Pacientes relataram ao DOL, na manhã desta quarta-feira (09), o estado de caos que a instituição federal enfrenta. Através de um vídeo, gravado por volta das 7h30, é possível ver uma fila que estende-se por mais de 500 metros a partir da porta do hospital. Eles aguardavam uma senha para marcar um exame para os próximos meses.


“Isso que estão fazendo com a gente é desumano, nem cachorro merece isso. Estamos de pé do lado de fora do hospital desde as 5h, aguentando esse sol de rachar. Não consigo entender porque eles deixam tudo para um dia, mandam quase mil pessoas marcarem exame em um só dia, isso é burrice, será que eles não conseguem prever o caos?”, questiona Milena Silva, que foi ao hospital para marcar exame para suas duas filhas.


Na gravação, é possível ver que a fila para pegar senha termina aproximadamente no final da rua que leva ao hospital. Para quem depende do Sistema Único de Saúde, não existe outro jeito senão se submeter à situação, uma vez que segundo os pacientes, não existe outra possibilidade de marcação para esse mês.


“Acho uma humilhação contra os pobres. O Governo quer limitar gastos na saúde como se estivesse tudo uma maravilha, imagina isso daqui a vinte anos”, afirma João Silva, que veio de Mocajuba para marcar um exame no ouvido.


“Estou aqui desde as 7h, peguei a senha 868 e ainda havia umas cem pessoas atrás de mim. Somente agora (por volta das 16h) que fui atendido e consegui marcar um exame do olhinho para minha filha”, relata ao DOL Antônio Conceição na saída do hospital.


Veja o vídeo enviado pelos pacientes da fila e da parte interna do hospital:



O O Hospital Universitário Bettina Ferro de Souza (HUBFS) esclarece que todas as 800 pessoas que estavam na fila, do lado de fora, tiveram acesso à parte interna do hospital, de forma gradativa, até 10h do mesmo dia. A fila formou-se devido à demanda reprimida que existe no Sistema Único de Saúde (SUS) em busca dos exames de audiometria e bera, e consultas com otorrinolaringologista. Todas as pessoas foram atendidas e marcadas 400 audiometrias, 60 exames de bera e 500 consultas com otorrino.


O Bettina Ferro conta com calendário mensal de marcação dos procedimentos mais procurados, como os mencionados acima, além de exames de retina e glaucoma, e consulta com neurologista. Os menos procurados e que dispõem de vagas suficientes são agendados todos os dias, das 7h às 16h, como exames de videolaringoscopia, teste do olhinho e da orelhinha, consultas com fisioterapeutas e terapeutas ocupacionais e outros.
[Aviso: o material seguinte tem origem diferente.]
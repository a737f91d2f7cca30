// Integration tests for dataset loading from disk

use std::io::Write;

use hanzi_decomp::{DataLoader, Explorer, LoadError, StrokeCount, SAMPLE_DATASET};

fn write_temp(content: &str) -> tempfile::NamedTempFile {
    let mut file = tempfile::NamedTempFile::new().unwrap();
    file.write_all(content.as_bytes()).unwrap();
    file
}

#[test]
fn test_load_json_lines_file() {
    let file = write_temp(SAMPLE_DATASET);
    let table = DataLoader::load(file.path()).unwrap();

    assert_eq!(table.len(), SAMPLE_DATASET.lines().count());
    assert_eq!(table.strokes("森"), StrokeCount::Known(12));
}

#[test]
fn test_load_json_array_file() {
    let file = write_temp(
        r#"[
  {"character": "日", "strokes": 4, "decomposition": ""},
  {"character": "明", "strokes": 8, "decomposition": "⿰日月", "pinyin": "míng"},
  {"definition": "no key"}
]"#,
    );
    let table = DataLoader::load(file.path()).unwrap();

    assert_eq!(table.len(), 2);
    assert_eq!(table.skipped(), 1);
    assert_eq!(table.get("明").unwrap().display_pinyin(), "míng");
}

#[test]
fn test_missing_file_is_fatal() {
    let dir = tempfile::TempDir::new().unwrap();
    let result = DataLoader::load(dir.path().join("strokes.txt"));
    assert!(matches!(result, Err(LoadError::Io { .. })));
}

#[test]
fn test_garbage_file_is_fatal() {
    let file = write_temp("this is not json\nneither is this\n");
    let result = Explorer::load(file.path());
    assert!(matches!(result, Err(LoadError::Empty { skipped: 2 })));
}

#[test]
fn test_malformed_lines_counted() {
    let file = write_temp(
        "{\"character\":\"木\",\"strokes\":4}\n{broken\n{\"character\":\"林\",\"strokes\":8,\"decomposition\":\"⿰木木\"}\n",
    );
    let explorer = Explorer::load(file.path()).unwrap();
    let stats = explorer.stats(1);

    assert_eq!(stats.records, 2);
    assert_eq!(stats.skipped, 1);
}
// Hanzi-Decomp Explorer
// Main API: owns the table, builds indices on demand and answers queries

use std::cmp::Ordering;
use std::path::Path;
use std::sync::{Arc, OnceLock};

use crate::config::ExplorerConfig;
use crate::data::{DataLoader, Table};
use crate::idc;
use crate::index::ComponentIndex;
use crate::resolver::{Resolver, MAX_DEPTH};
use crate::types::{CharacterRecord, IdcFilter, LoadError, StrokeCount, StrokeRange};
use crate::variants::RadicalVariants;

/// Filters for a containment query
///
/// The default admits everything: open stroke range, any structure, no
/// compound requirement.
#[derive(Debug, Clone, Copy, Default, PartialEq, Eq)]
pub struct QueryFilters {
    pub strokes: StrokeRange,
    pub idc: IdcFilter,

    /// Require at least one compound of exactly this many characters
    pub compound_length: Option<usize>,
}

impl QueryFilters {
    pub fn new() -> Self {
        Self::default()
    }

    /// Set the stroke window
    pub fn with_strokes(mut self, strokes: StrokeRange) -> Self {
        self.strokes = strokes;
        self
    }

    /// Set the structure filter
    pub fn with_idc(mut self, idc: IdcFilter) -> Self {
        self.idc = idc;
        self
    }

    /// Set the compound length requirement
    pub fn with_compound_length(mut self, len: usize) -> Self {
        self.compound_length = Some(len);
        self
    }
}

/// Display-ready view of one record
#[derive(Debug, Clone, PartialEq, Eq)]
pub struct CharacterSummary {
    pub character: String,
    pub strokes: StrokeCount,
    pub pinyin: String,
    pub definition: String,
    pub radical: Option<String>,
    pub etymology_hint: Option<String>,
}

/// Dataset and index counters
#[derive(Debug, Clone, Copy, PartialEq, Eq)]
pub struct ExplorerStats {
    pub records: usize,
    pub skipped: usize,
    pub duplicates: usize,
    /// Component keys in the index at the requested depth
    pub components: usize,
}

/// Characters containing `component` in `index`, filtered and ordered
///
/// Starts from the index list (empty for an unknown key) and keeps candidates
/// whose stroke count lies in range. A structure filter additionally requires
/// the candidate's own decomposition to start with that marker and to list
/// the component, or one of its variants, directly. A compound length filter
/// requires a compound of exactly that length. Output is deduplicated and
/// ordered by stroke count (unknown last), then by symbol.
pub fn characters_containing(
    index: &ComponentIndex,
    table: &Table,
    variants: &RadicalVariants,
    component: &str,
    filters: &QueryFilters,
) -> Vec<String> {
    let mut found: Vec<&str> = index
        .get(component)
        .iter()
        .map(|c| c.as_str())
        .filter(|c| filters.strokes.contains(table.strokes(c)))
        .filter(|c| match filters.idc {
            IdcFilter::Any => true,
            IdcFilter::Exact(marker) => table.get(c).is_some_and(|record| {
                record.leading_idc() == Some(marker)
                    && idc::components(&record.decomposition)
                        .any(|part| variants.matches(component, part))
            }),
        })
        .filter(|c| match filters.compound_length {
            None => true,
            Some(len) => table
                .get(c)
                .is_some_and(|record| record.has_compound_of_length(len)),
        })
        .collect();

    found.sort_by(|a, b| by_strokes(table, a, b));
    found.dedup();
    found.into_iter().map(str::to_string).collect()
}

fn by_strokes(table: &Table, a: &str, b: &str) -> Ordering {
    table
        .strokes(a)
        .cmp(&table.strokes(b))
        .then_with(|| a.cmp(b))
}

/// Character decomposition explorer
///
/// Combines:
/// - the loaded character table
/// - a memoizing decomposition resolver
/// - one lazily built component index per depth (0..=5)
/// - the radical variant table used by structure filtering
///
/// All queries take `&self` and are safe to call from many threads.
pub struct Explorer {
    table: Arc<Table>,
    resolver: Resolver,
    variants: RadicalVariants,
    indices: [OnceLock<Arc<ComponentIndex>>; MAX_DEPTH + 1],
}

impl Explorer {
    /// Create an explorer over a loaded table
    pub fn new(table: Table, variants: RadicalVariants) -> Self {
        let table = Arc::new(table);
        Self {
            resolver: Resolver::new(Arc::clone(&table)),
            table,
            variants,
            indices: std::array::from_fn(|_| OnceLock::new()),
        }
    }

    /// Load a dataset file with the standard variant table
    pub fn load(path: impl AsRef<Path>) -> Result<Self, LoadError> {
        Ok(Self::new(DataLoader::load(path)?, RadicalVariants::standard()))
    }

    /// Build from configuration; no dataset path means the embedded sample
    pub fn from_config(config: &ExplorerConfig) -> Result<Self, LoadError> {
        let table = match &config.dataset {
            Some(path) => DataLoader::load(path)?,
            None => DataLoader::sample()?,
        };
        let variants = if config.use_variants {
            RadicalVariants::standard()
        } else {
            RadicalVariants::none()
        };
        Ok(Self::new(table, variants))
    }

    /// Component index at `depth`, built on first use
    ///
    /// Depth is clamped to `0..=5`. Concurrent first requests for the same
    /// depth build it once; the rest wait and share the result.
    pub fn index(&self, depth: usize) -> Arc<ComponentIndex> {
        let depth = depth.min(MAX_DEPTH);
        Arc::clone(self.indices[depth].get_or_init(|| {
            Arc::new(ComponentIndex::build(&self.resolver, depth, &self.variants))
        }))
    }

    /// Characters containing `component` within `depth` levels
    pub fn characters_containing(
        &self,
        component: &str,
        depth: usize,
        filters: &QueryFilters,
    ) -> Vec<String> {
        let index = self.index(depth);
        characters_containing(&index, &self.table, &self.variants, component.trim(), filters)
    }

    /// Stroke count of a symbol, `Unknown` if uncatalogued
    pub fn stroke_count(&self, symbol: &str) -> StrokeCount {
        self.table.strokes(symbol)
    }

    pub fn record_of(&self, symbol: &str) -> Option<&CharacterRecord> {
        self.table.get(symbol)
    }

    /// Component closure of `symbol`, ordered by stroke count
    pub fn decomposition(&self, symbol: &str, depth: usize) -> Vec<String> {
        let closure = self.resolver.resolve(symbol, depth.min(MAX_DEPTH));
        let mut parts: Vec<&str> = closure.iter().map(|s| s.as_str()).collect();
        parts.sort_by(|a, b| by_strokes(&self.table, a, b));
        parts.into_iter().map(str::to_string).collect()
    }

    /// Compounds of `symbol`, optionally only those of one length
    pub fn compounds(&self, symbol: &str, length: Option<usize>) -> Vec<&str> {
        self.table
            .get(symbol)
            .map(|record| {
                record
                    .compounds
                    .iter()
                    .filter(|c| length.map_or(true, |len| c.chars().count() == len))
                    .map(|c| c.as_str())
                    .collect()
            })
            .unwrap_or_default()
    }

    /// Component keys at `depth` whose own stroke count is in range
    pub fn components(&self, depth: usize, strokes: StrokeRange) -> Vec<String> {
        let index = self.index(depth);
        let mut keys: Vec<&str> = index
            .keys()
            .filter(|k| strokes.contains(self.table.strokes(k)))
            .collect();
        keys.sort_by(|a, b| by_strokes(&self.table, a, b));
        keys.into_iter().map(str::to_string).collect()
    }

    /// Display summary with placeholders for missing readings
    pub fn describe(&self, symbol: &str) -> Option<CharacterSummary> {
        self.table.get(symbol).map(|record| CharacterSummary {
            character: record.character.clone(),
            strokes: record.strokes,
            pinyin: record.display_pinyin().to_string(),
            definition: record.display_definition().to_string(),
            radical: record.radical.clone(),
            etymology_hint: record.etymology_hint.clone(),
        })
    }

    /// Dataset counters plus the key count at `depth`
    pub fn stats(&self, depth: usize) -> ExplorerStats {
        ExplorerStats {
            records: self.table.len(),
            skipped: self.table.skipped(),
            duplicates: self.table.duplicates(),
            components: self.index(depth).len(),
        }
    }

    pub fn table(&self) -> &Table {
        &self.table
    }

    pub fn variants(&self) -> &RadicalVariants {
        &self.variants
    }
}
Segundo a nota do Hospital enviada ao DOL, muitas das pessoas que estavam presentes na fila buscavam também informações sobre a Campanha Nacional de Prevenção e Combate à Surdez, que acontece nesta quinta-feira, 10, das 8h às 17h, no Bettina. A ação realiza triagem e palestras voltadas para chamar pacientes novos, que ainda não passaram por avaliação otorrinolaringológica prévia, e apresentam alguma queixa auditiva, seja perda de audição ou zumbido. Neste dia não precisa de encaminhamento da Unidade Básica de Saúde, basta levar documentos de RG, CPF, comprovante de residência e cartão SUS, se tiver.